[Start of section]

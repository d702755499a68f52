use serde_json::Value;

use crate::app_error::AppResult;

/// Outcome of one relay invocation, as returned to the caller.
#[derive(Debug, Clone, PartialEq)]
pub enum RelayResult {
    /// Remote accepted the credentials; `myself` is its profile body.
    Success { myself: Value },
    Failure { status: u16, message: String },
}

impl RelayResult {
    pub fn is_success(&self) -> bool {
        matches!(self, RelayResult::Success { .. })
    }

    pub fn status(&self) -> u16 {
        match self {
            RelayResult::Success { .. } => 200,
            RelayResult::Failure { status, .. } => *status,
        }
    }
}

impl From<AppResult<Value>> for RelayResult {
    fn from(result: AppResult<Value>) -> Self {
        match result {
            Ok(myself) => RelayResult::Success { myself },
            Err(err) => RelayResult::Failure {
                status: err.status(),
                message: err.to_string(),
            },
        }
    }
}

[End of section]

YOUR INSTRUCTIONS: Begin at the first line of the material and transcribe each line exactly. End with the line containing "pub enum RelayResult", and give nothing else.

RESPONSE TO THE TASK:
repository d702755499a68f52
use serde_json::Value;

use crate::app_error::AppResult;

/// Outcome of one relay invocation, as returned to the caller.
#[derive(Debug, Clone, PartialEq)]
pub enum RelayResult {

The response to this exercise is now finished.